#### Entries taken from a collection
________
//! Deterministic simulation module
//!
//! All gameplay logic lives here. This module must be pure and deterministic:
//! - Fixed timestep only
//! - Seeded RNG only, single shared stream
//! - Stable iteration order (slot index order for pools)
//! - No rendering or platform dependencies

pub mod collision;
pub mod creature;
pub mod enemies;
pub mod field;
pub mod player;
pub mod rng;
pub mod score;
pub mod state;
pub mod tick;

pub use collision::Rect;
pub use creature::{Chain, ChainMode, Segment};
pub use enemies::{Crosser, Dropper, Flyer, Saucer};
pub use field::{Field, Obstacle};
pub use player::{Bullet, Player, PowerUp};
pub use rng::GameRng;
pub use score::{ScoreEvent, Scoreboard};
pub use state::{Coin, FallingObstacle, GameState, Pickup, ReflectedShot};
pub use tick::{TickInput, tick};
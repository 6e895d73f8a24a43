//! Seeded random stream
//!
//! One `GameRng` drives every stochastic decision in the simulation. Two
//! runs constructed with the same seed and fed the same inputs draw the
//! same sequence, which is what makes replays bit-identical.

use rand::{Rng, SeedableRng};
use rand_pcg::Pcg32;
use serde::{Deserialize, Serialize};

/// Seed used when the caller does not supply one.
pub const DEFAULT_SEED: u64 = 0xC0FFEE;

/// Deterministic RNG wrapper around a single Pcg32 stream.
#[derive(Debug, Clone, Serialize, Deserialize)]
pub struct GameRng {
    pub seed: u64,
    #[serde(skip, default = "default_stream")]
    stream: Pcg32,
}

fn default_stream() -> Pcg32 {
    Pcg32::seed_from_u64(DEFAULT_SEED)
}

impl GameRng {
    pub fn new(seed: u64) -> Self {
        Self {
            seed,
            stream: Pcg32::seed_from_u64(seed),
        }
    }

    /// Uniform draw in [0, 1).
    pub fn unit(&mut self) -> f32 {
        self.stream.random::<f32>()
    }

    /// Uniform draw in [lo, hi).
    pub fn range_f32(&mut self, lo: f32, hi: f32) -> f32 {
        if hi <= lo {
            return lo;
        }
        self.stream.random_range(lo..hi)
    }

    /// Uniform integer draw in [lo, hi).
    pub fn range_i32(&mut self, lo: i32, hi: i32) -> i32 {
        if hi <= lo {
            return lo;
        }
        self.stream.random_range(lo..hi)
    }

    /// True with probability `p` (clamped to [0, 1]).
    pub fn chance(&mut self, p: f32) -> bool {
        if p <= 0.0 {
            return false;
        }
        if p >= 1.0 {
            return true;
        }
        self.unit() < p
    }
}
________
#### WHAT YOU WILL DO
The response must consist solely of the lines from the top of the records through the line holding "single Pcg32 stream.", copied word for word.

#### COMPLETED TASK
//! Deterministic simulation module
//!
//! All gameplay logic lives here. This module must be pure and deterministic:
//! - Fixed timestep only
//! - Seeded RNG only, single shared stream
//! - Stable iteration order (slot index order for pools)
//! - No rendering or platform dependencies

pub mod collision;
pub mod creature;
pub mod enemies;
pub mod field;
pub mod player;
pub mod rng;
pub mod score;
pub mod state;
pub mod tick;

pub use collision::Rect;
pub use creature::{Chain, ChainMode, Segment};
pub use enemies::{Crosser, Dropper, Flyer, Saucer};
pub use field::{Field, Obstacle};
pub use player::{Bullet, Player, PowerUp};
pub use rng::GameRng;
pub use score::{ScoreEvent, Scoreboard};
pub use state::{Coin, FallingObstacle, GameState, Pickup, ReflectedShot};
pub use tick::{TickInput, tick};
repository 6e895d73f8a24a43
//! Seeded random stream
//!
//! One `GameRng` drives every stochastic decision in the simulation. Two
//! runs constructed with the same seed and fed the same inputs draw the
//! same sequence, which is what makes replays bit-identical.

use rand::{Rng, SeedableRng};
use rand_pcg::Pcg32;
use serde::{Deserialize, Serialize};

/// Seed used when the caller does not supply one.
pub const DEFAULT_SEED: u64 = 0xC0FFEE;

/// Deterministic RNG wrapper around a single Pcg32 stream.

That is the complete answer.